§ **SUPPLIED ENTRIES**

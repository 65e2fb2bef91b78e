//! Frame I/O over any async byte stream.
//!
//! A frame is a [`FrameHeader`] followed by `length` payload bytes. The
//! header is validated before the payload is read, and the payload is
//! hash-checked before it is handed to a codec.

use bytes::{Bytes, BytesMut};
use tokio::io::{AsyncRead, AsyncReadExt, AsyncWrite, AsyncWriteExt};
use tokio::sync::mpsc;
use tokio::task::JoinHandle;
use zerocopy::{AsBytes, FromBytes};

use fileops_core::codec::Codec;
use fileops_core::wire::{
    CodecId, FrameHeader, FrameKind, WireError, FLAG_FINAL, FRAME_HEADER_SIZE, MAX_FRAME_PAYLOAD,
};
use fileops_core::{Request, Response};

/// A received, verified frame.
#[derive(Debug, Clone)]
pub struct Frame {
    pub request_id: u64,
    pub kind: FrameKind,
    pub codec: CodecId,
    pub is_final: bool,
    pub payload: Bytes,
}

/// Read one frame. `Ok(None)` means the peer closed the stream cleanly
/// between frames.
pub async fn read_frame<R>(reader: &mut R) -> Result<Option<Frame>, WireError>
where
    R: AsyncRead + Unpin,
{
    let mut head = [0u8; FRAME_HEADER_SIZE];
    let mut filled = 0;
    while filled < FRAME_HEADER_SIZE {
        let n = reader.read(&mut head[filled..]).await?;
        if n == 0 {
            return if filled == 0 {
                Ok(None)
            } else {
                Err(WireError::ConnectionClosed)
            };
        }
        filled += n;
    }

    let header = FrameHeader::read_from(&head[..])
        .ok_or_else(|| WireError::Malformed("short frame header".into()))?;
    let (kind, codec) = header.validate()?;

    let mut payload = BytesMut::zeroed(header.payload_len());
    reader.read_exact(&mut payload).await?;
    header.verify(&payload)?;

    Ok(Some(Frame {
        request_id: header.request_id(),
        kind,
        codec,
        is_final: header.is_final(),
        payload: payload.freeze(),
    }))
}

/// Write one frame and flush it.
pub async fn write_frame<W>(
    writer: &mut W,
    request_id: u64,
    kind: FrameKind,
    codec: CodecId,
    flags: u8,
    payload: &[u8],
) -> Result<(), WireError>
where
    W: AsyncWrite + Unpin,
{
    if payload.len() > MAX_FRAME_PAYLOAD {
        return Err(WireError::PayloadTooLarge(payload.len()));
    }
    let header = FrameHeader::new(request_id, kind, codec, flags, payload);

    let mut buf = BytesMut::with_capacity(FRAME_HEADER_SIZE + payload.len());
    buf.extend_from_slice(header.as_bytes());
    buf.extend_from_slice(payload);
    writer.write_all(&buf).await?;
    writer.flush().await?;
    Ok(())
}

pub async fn write_request<W>(
    writer: &mut W,
    codec: &dyn Codec,
    request_id: u64,
    request: &Request,
) -> Result<(), WireError>
where
    W: AsyncWrite + Unpin,
{
    let payload = codec.encode_request(request)?;
    write_frame(writer, request_id, FrameKind::Request, codec.id(), 0, &payload).await
}

/// Encode and write a response. Terminal responses carry the final flag.
pub async fn write_response<W>(
    writer: &mut W,
    codec: &dyn Codec,
    request_id: u64,
    response: &Response,
) -> Result<(), WireError>
where
    W: AsyncWrite + Unpin,
{
    let payload = codec.encode_response(response)?;
    let flags = if response.is_terminal() { FLAG_FINAL } else { 0 };
    write_frame(writer, request_id, FrameKind::Response, codec.id(), flags, &payload).await
}

/// Read frames on a dedicated task and hand them over a bounded channel.
///
/// Receiving from the channel is cancel-safe, which reading the socket
/// directly inside `select!` is not. The task ends after a clean close
/// (channel closes) or after forwarding the first error.
pub fn spawn_reader<R>(
    mut reader: R,
    capacity: usize,
) -> (mpsc::Receiver<Result<Frame, WireError>>, JoinHandle<()>)
where
    R: AsyncRead + Unpin + Send + 'static,
{
    let (tx, rx) = mpsc::channel(capacity);
    let task = tokio::spawn(async move {
        loop {
            match read_frame(&mut reader).await {
                Ok(Some(frame)) => {
                    if tx.send(Ok(frame)).await.is_err() {
                        break;
                    }
                }
                Ok(None) => break,
                Err(e) => {
                    let _ = tx.send(Err(e)).await;
                    break;
                }
            }
        }
    });
    (rx, task)
}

§ **WORK TO COMPLETE**
Beginning at the line with "received, verified frame." and ending at the line with "let header = FrameHeader::read_from(&head[..])", reproduce each line of the data above exactly, and add no other lines.

§ **EXPECTED ANSWER**
/// A received, verified frame.
#[derive(Debug, Clone)]
pub struct Frame {
    pub request_id: u64,
    pub kind: FrameKind,
    pub codec: CodecId,
    pub is_final: bool,
    pub payload: Bytes,
}

/// Read one frame. `Ok(None)` means the peer closed the stream cleanly
/// between frames.
pub async fn read_frame<R>(reader: &mut R) -> Result<Option<Frame>, WireError>
where
    R: AsyncRead + Unpin,
{
    let mut head = [0u8; FRAME_HEADER_SIZE];
    let mut filled = 0;
    while filled < FRAME_HEADER_SIZE {
        let n = reader.read(&mut head[filled..]).await?;
        if n == 0 {
            return if filled == 0 {
                Ok(None)
            } else {
                Err(WireError::ConnectionClosed)
            };
        }
        filled += n;
    }

    let header = FrameHeader::read_from(&head[..])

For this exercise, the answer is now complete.